Patch management

The availability of this feature depends on the service quotas that are enabled for your account.

Use the patch management functionality to:

install OS-level and application-level updates
approve patches manually or automatically
install patches on-demand or according to a schedule
precisely define which patches to install by different criteria: severity, category, and approval status
perform pre-update backup to prevent possible unsuccessful updates
define the reboot action after patch installation

Cyber Protection introduces peer-to-peer technology to minimize network bandwidth traffic. You can choose one or more dedicated agents that will download updates from the Internet and distribute them among other agents in the network. All agents will also share updates with each other as peer-to-peer agents.

How it works

You can configure either automatic or manual patch approval. In the scheme below, you can see the automatic and manual patch approval workflows.

First, you need to perform at least one vulnerability assessment scan by using the protection plan with the Vulnerability assessment module enabled. After the scan was performed, the lists of found vulnerabilities and available patches are composed by the system.
Then, you can configure the automatic patch approval or use manual patch approval approach.
Define how to install patches – according to a schedule or on-demand.
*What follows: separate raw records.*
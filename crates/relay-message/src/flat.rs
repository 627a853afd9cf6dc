//! Flat-byte permit messages for the escrow program.
//!
//! Layout, no delimiters or length prefixes:
//!
//! ```text
//! "GASLESS_PERMIT" (14) | owner (32) | program id (32) |
//! amount u64 LE (8) | fee u64 LE (8) | deadline i64 LE (8) | nonce u64 LE (8)
//! ```

use crate::{CanonicalMessage, MessageError, PermitEncoder};
use ed25519_dalek::{Signature, Verifier, VerifyingKey};
use relay_types::utils::u256_to_u64;
use relay_types::{ChainFamily, EncodingError, Identity, PermitParameters, PermitSignature};

pub const MESSAGE_TAG: &[u8] = b"GASLESS_PERMIT";
pub const MESSAGE_LEN: usize = MESSAGE_TAG.len() + 32 + 32 + 4 * 8;

/// Flat encoder. Stateless: the program id travels in the parameters as the
/// verifier.
#[derive(Debug, Clone, Copy, Default)]
pub struct FlatEncoder;

/// Integer fields of a permit narrowed to the program's widths.
#[derive(Debug, Clone, Copy, PartialEq, Eq)]
pub struct FlatAmounts {
	pub amount: u64,
	pub fee: u64,
	pub deadline: i64,
	pub nonce: u64,
}

impl FlatEncoder {
	pub fn new() -> Self {
		Self
	}

	/// Narrows amount, fee and nonce to `u64`, and checks `amount + fee`.
	pub fn amounts(params: &PermitParameters) -> Result<FlatAmounts, EncodingError> {
		let amount = u256_to_u64("amount", params.amount)?;
		let fee = u256_to_u64("fee", params.fee)?;
		amount
			.checked_add(fee)
			.ok_or(EncodingError::Overflow("u64"))?;
		Ok(FlatAmounts {
			amount,
			fee,
			deadline: params.deadline,
			nonce: u256_to_u64("nonce", params.nonce)?,
		})
	}

	/// The 110-byte message for `params`.
	pub fn message(params: &PermitParameters) -> Result<Vec<u8>, EncodingError> {
		let owner = params.owner.svm("owner")?;
		let program = params.verifier.svm("verifier")?;
		params.asset.svm("asset")?;
		let a = Self::amounts(params)?;

		let mut msg = Vec::with_capacity(MESSAGE_LEN);
		msg.extend_from_slice(MESSAGE_TAG);
		msg.extend_from_slice(owner.as_bytes());
		msg.extend_from_slice(program.as_bytes());
		msg.extend_from_slice(&a.amount.to_le_bytes());
		msg.extend_from_slice(&a.fee.to_le_bytes());
		msg.extend_from_slice(&a.deadline.to_le_bytes());
		msg.extend_from_slice(&a.nonce.to_le_bytes());
		Ok(msg)
	}
}

impl PermitEncoder for FlatEncoder {
	fn family(&self) -> ChainFamily {
		ChainFamily::Svm
	}

	fn encode(&self, params: &PermitParameters) -> Result<CanonicalMessage, EncodingError> {
		Self::message(params).map(CanonicalMessage::Flat)
	}

	fn verify(
		&self,
		params: &PermitParameters,
		signature: &PermitSignature,
		signer: &Identity,
	) -> Result<(), MessageError> {
		let signer = signer.svm("signer")?;
		let message = Self::message(params)?;
		verify_ed25519(signer.as_bytes(), &signature.ed25519_bytes()?, &message)
	}
}

/// Verifies a raw ed25519 signature.
pub fn verify_ed25519(
	public_key: &[u8; 32],
	signature: &[u8; 64],
	message: &[u8],
) -> Result<(), MessageError> {
	let key = VerifyingKey::from_bytes(public_key)
		.map_err(|e| MessageError::Verification(format!("invalid public key: {}", e)))?;
	key.verify(message, &Signature::from_bytes(signature))
		.map_err(|e| MessageError::Verification(e.to_string()))
}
There are three alternative ways to install patches on-demand:
- Go to the list of patches (Software management > Patches) and install the necessary patches.
- Go to the list of vulnerabilities (Software management > Vulnerabilities) and start the remediation process which includes patch installation.
- Go to the list of devices (Devices > All devices), select the particular machines that you want to update, and install the patches on them.

You can monitor the results of the patch installation in Dashboard > Overview > Patch installation history widget.